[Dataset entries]
------------------------------------------------
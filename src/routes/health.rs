use axum::Json;
use serde::Serialize;

#[derive(Serialize)]
pub struct HealthResponse {
    pub status: String,
    pub version: String,
}

/// GET /health: liveness probe, independent of job state.
pub async fn health_check() -> Json<HealthResponse> {
    Json(HealthResponse {
        status: "ok".to_string(),
        version: env!("CARGO_PKG_VERSION").to_string(),
    })
}
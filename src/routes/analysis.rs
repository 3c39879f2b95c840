use axum::extract::rejection::JsonRejection;
use axum::extract::{Path, State};
use axum::http::StatusCode;
use axum::Json;
use uuid::Uuid;

use crate::app_state::AppState;
use crate::models::api::{AnalysisRequest, JobResultResponse, JobStatusResponse, SubmitResponse};
use crate::models::job::JobState;
use crate::routes::error::ApiError;

/// POST /v1/skin-analysis: Fetch the image and start an analysis job.
pub async fn submit_analysis(
    State(state): State<AppState>,
    payload: Result<Json<AnalysisRequest>, JsonRejection>,
) -> Result<Json<SubmitResponse>, ApiError> {
    let Json(request) = payload?;
    let submitted = state.orchestrator.submit(request).await?;

    Ok(Json(SubmitResponse {
        job_id: submitted.job_id,
        status: JobState::Running,
        mode: submitted.mode,
    }))
}

/// GET /v1/skin-analysis/status/{job_id}: Full job snapshot.
pub async fn get_job_status(
    State(state): State<AppState>,
    Path(job_id): Path<Uuid>,
) -> Result<Json<JobStatusResponse>, ApiError> {
    let job = state.jobs.get(job_id).await.ok_or(ApiError::NotFound(job_id))?;
    Ok(Json(JobStatusResponse::from(job.as_ref())))
}

/// GET /v1/skin-analysis/result/{job_id}: 202 while running, 200 once terminal.
pub async fn get_job_result(
    State(state): State<AppState>,
    Path(job_id): Path<Uuid>,
) -> Result<(StatusCode, Json<JobResultResponse>), ApiError> {
    let job = state.jobs.get(job_id).await.ok_or(ApiError::NotFound(job_id))?;

    let response = match (job.state, &job.result, &job.error) {
        (JobState::Completed, Some(result), _) => {
            (StatusCode::OK, JobResultResponse::Completed(result.clone()))
        }
        (JobState::Failed, _, Some(error)) => (
            StatusCode::OK,
            JobResultResponse::Failed {
                error: error.clone(),
            },
        ),
        _ => (
            StatusCode::ACCEPTED,
            JobResultResponse::Running {
                progress: job.progress.clone(),
            },
        ),
    };
    Ok((response.0, Json(response.1)))
}
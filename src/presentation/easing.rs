// SPDX-License-Identifier: MPL-2.0
//! Monotonic easing curves for the rotation animation.

use serde::{Deserialize, Serialize};

/// Newton iterations before falling back to bisection.
const NEWTON_ITERATIONS: usize = 8;
const BISECTION_ITERATIONS: usize = 32;
const SOLVE_EPSILON: f32 = 1e-6;

/// Easing curve applied to animation progress.
#[derive(Debug, Clone, Copy, PartialEq, Eq, Default, Serialize, Deserialize)]
#[serde(rename_all = "kebab-case")]
pub enum Easing {
    Linear,
    /// Material "standard" curve: fast start, long gentle landing.
    #[default]
    FastOutSlowIn,
}

impl Easing {
    /// Maps linear progress to eased progress.
    ///
    /// `t` is clamped to `[0, 1]`; the result is monotonic in `t` with
    /// `apply(0) == 0` and `apply(1) == 1`.
    #[must_use]
    pub fn apply(self, t: f32) -> f32 {
        let t = if t.is_nan() { 0.0 } else { t.clamp(0.0, 1.0) };
        match self {
            Easing::Linear => t,
            Easing::FastOutSlowIn => CubicBezier::FAST_OUT_SLOW_IN.solve(t),
        }
    }
}

/// CSS-style cubic Bézier timing function anchored at (0,0) and (1,1).
#[derive(Debug, Clone, Copy, PartialEq)]
pub struct CubicBezier {
    x1: f32,
    y1: f32,
    x2: f32,
    y2: f32,
}

impl CubicBezier {
    pub const FAST_OUT_SLOW_IN: Self = Self::new(0.4, 0.0, 0.2, 1.0);

    /// Control point x coordinates must lie in `[0, 1]` for the curve to be a
    /// function of time.
    #[must_use]
    pub const fn new(x1: f32, y1: f32, x2: f32, y2: f32) -> Self {
        Self { x1, y1, x2, y2 }
    }

    /// Returns the eased value for input progress `x` in `[0, 1]`.
    #[must_use]
    pub fn solve(&self, x: f32) -> f32 {
        if x <= 0.0 {
            return 0.0;
        }
        if x >= 1.0 {
            return 1.0;
        }
        let t = self.parameter_for_x(x);
        sample(self.y1, self.y2, t)
    }

    fn parameter_for_x(&self, x: f32) -> f32 {
        let mut t = x;
        for _ in 0..NEWTON_ITERATIONS {
            let error = sample(self.x1, self.x2, t) - x;
            if error.abs() < SOLVE_EPSILON {
                return t;
            }
            let slope = derivative(self.x1, self.x2, t);
            if slope.abs() < SOLVE_EPSILON {
                break;
            }
            t -= error / slope;
        }

        // Newton stalled on a flat section; bisection always converges.
        let (mut low, mut high) = (0.0_f32, 1.0_f32);
        t = x;
        for _ in 0..BISECTION_ITERATIONS {
            let value = sample(self.x1, self.x2, t);
            if (value - x).abs() < SOLVE_EPSILON {
                break;
            }
            if value < x {
                low = t;
            } else {
                high = t;
            }
            t = (low + high) / 2.0;
        }
        t
    }
}

/// One coordinate of the Bézier curve at parameter `t`.
fn sample(p1: f32, p2: f32, t: f32) -> f32 {
    let inv = 1.0 - t;
    3.0 * inv * inv * t * p1 + 3.0 * inv * t * t * p2 + t * t * t
}

fn derivative(p1: f32, p2: f32, t: f32) -> f32 {
    let inv = 1.0 - t;
    3.0 * inv * inv * p1 + 6.0 * inv * t * (p2 - p1) + 3.0 * t * t * (1.0 - p2)
}

#[cfg(test)]
mod tests {
    use super::*;

    #[test]
    fn endpoints_are_fixed() {
        for easing in [Easing::Linear, Easing::FastOutSlowIn] {
            assert!((easing.apply(0.0) - 0.0).abs() < f32::EPSILON);
            assert!((easing.apply(1.0) - 1.0).abs() < f32::EPSILON);
        }
    }

    #[test]
    fn out_of_range_input_is_clamped() {
        assert!((Easing::FastOutSlowIn.apply(-3.0)).abs() < f32::EPSILON);
        assert!((Easing::FastOutSlowIn.apply(7.5) - 1.0).abs() < f32::EPSILON);
        assert!((Easing::Linear.apply(f32::NAN)).abs() < f32::EPSILON);
    }

    #[test]
    fn fast_out_slow_in_is_monotonic() {
        let mut previous = 0.0;
        for step in 0..=200 {
            let value = Easing::FastOutSlowIn.apply(step as f32 / 200.0);
            assert!(value + 1e-4 >= previous, "dropped at step {step}");
            previous = value;
        }
    }

    #[test]
    fn fast_out_slow_in_leads_linear_at_midpoint() {
        // The curve front-loads motion.
        assert!(Easing::FastOutSlowIn.apply(0.5) > 0.7);
    }

    #[test]
    fn linear_bezier_is_identity() {
        let curve = CubicBezier::new(0.25, 0.25, 0.75, 0.75);
        for step in 1..10 {
            let x = step as f32 / 10.0;
            assert!((curve.solve(x) - x).abs() < 1e-3);
        }
    }

    #[test]
    fn easing_deserializes_from_kebab_case() {
        #[derive(Deserialize)]
        struct Wrapper {
            easing: Easing,
        }
        let parsed: Wrapper = toml::from_str("easing = \"fast-out-slow-in\"").unwrap();
        assert_eq!(parsed.easing, Easing::FastOutSlowIn);
        let parsed: Wrapper = toml::from_str("easing = \"linear\"").unwrap();
        assert_eq!(parsed.easing, Easing::Linear);
    }
}
// SPDX-License-Identifier: MPL-2.0
//! Showcase logo drawn on a Canvas and rotated about its center.

use crate::ui::design_tokens::{palette, sizing};
use iced::widget::canvas::{self, Cache, Canvas, Frame, Geometry, Path, Stroke};
use iced::{mouse, Color, Length, Point, Rectangle, Renderer, Theme, Vector};
use std::f32::consts::PI;

/// Number of petals around the hub; odd so every orientation looks distinct.
const PETALS: usize = 3;

pub struct RotatingLogo {
    cache: Cache,
    rotation: f32, // Rotation angle in radians
    color: Color,
    accent: Color,
    size: f32,
}

impl RotatingLogo {
    /// Creates a logo rotated by `rotation` radians.
    #[must_use]
    pub fn new(rotation: f32) -> Self {
        Self {
            cache: Cache::default(),
            rotation,
            color: palette::PRIMARY_500,
            accent: palette::PRIMARY_700,
            size: sizing::LOGO_SIZE,
        }
    }

    /// Creates a Canvas widget from this logo.
    pub fn into_element<Message: 'static>(self) -> iced::Element<'static, Message> {
        let size = self.size;
        Canvas::new(self)
            .width(Length::Fixed(size))
            .height(Length::Fixed(size))
            .into()
    }
}

impl<Message> canvas::Program<Message> for RotatingLogo {
    type State = ();

    fn draw(
        &self,
        _state: &Self::State,
        renderer: &Renderer,
        _theme: &Theme,
        bounds: Rectangle,
        _cursor: mouse::Cursor,
    ) -> Vec<Geometry> {
        let geometry = self
            .cache
            .draw(renderer, bounds.size(), |frame: &mut Frame| {
                let center = frame.center();
                let radius = frame.width().min(frame.height()) / 2.0 - 4.0;

                frame.with_save(|frame| {
                    frame.translate(Vector::new(center.x, center.y));
                    frame.rotate(self.rotation);

                    let ring = Path::circle(Point::ORIGIN, radius);
                    frame.stroke(
                        &ring,
                        Stroke::default().with_width(3.0).with_color(Color {
                            a: 0.35,
                            ..self.color
                        }),
                    );

                    for petal in 0..PETALS {
                        #[allow(clippy::cast_precision_loss)] // PETALS is tiny
                        let angle = petal as f32 * 2.0 * PI / PETALS as f32 - PI / 2.0;
                        frame.fill(&petal_path(radius, angle), self.color);
                    }

                    frame.fill(&Path::circle(Point::ORIGIN, radius * 0.22), self.accent);
                    frame.fill(
                        &Path::circle(Point::new(0.0, -radius * 0.08), radius * 0.07),
                        palette::WHITE,
                    );
                });
            });

        vec![geometry]
    }
}

/// Kite-shaped petal pointing from the hub toward `angle`.
fn petal_path(radius: f32, angle: f32) -> Path {
    let along = Vector::new(angle.cos(), angle.sin());
    let across = Vector::new(-along.y, along.x);
    let at = |distance: f32, offset: f32| {
        Point::new(
            along.x * distance + across.x * offset,
            along.y * distance + across.y * offset,
        )
    };

    Path::new(|builder| {
        builder.move_to(at(radius * 0.18, 0.0));
        builder.line_to(at(radius * 0.55, radius * 0.22));
        builder.line_to(at(radius * 0.9, 0.0));
        builder.line_to(at(radius * 0.55, -radius * 0.22));
        builder.close();
    })
}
------------------------------------------------
__What to do__
Your task is to retype the entries verbatim, starting with the line that holds "Canvas::new(self)" and stopping after the line that holds "frame.translate(Vector::new(center.x, center.y));".

__Exercise answer__
        Canvas::new(self)
            .width(Length::Fixed(size))
            .height(Length::Fixed(size))
            .into()
    }
}

impl<Message> canvas::Program<Message> for RotatingLogo {
    type State = ();

    fn draw(
        &self,
        _state: &Self::State,
        renderer: &Renderer,
        _theme: &Theme,
        bounds: Rectangle,
        _cursor: mouse::Cursor,
    ) -> Vec<Geometry> {
        let geometry = self
            .cache
            .draw(renderer, bounds.size(), |frame: &mut Frame| {
                let center = frame.center();
                let radius = frame.width().min(frame.height()) / 2.0 - 4.0;

                frame.with_save(|frame| {
                    frame.translate(Vector::new(center.x, center.y));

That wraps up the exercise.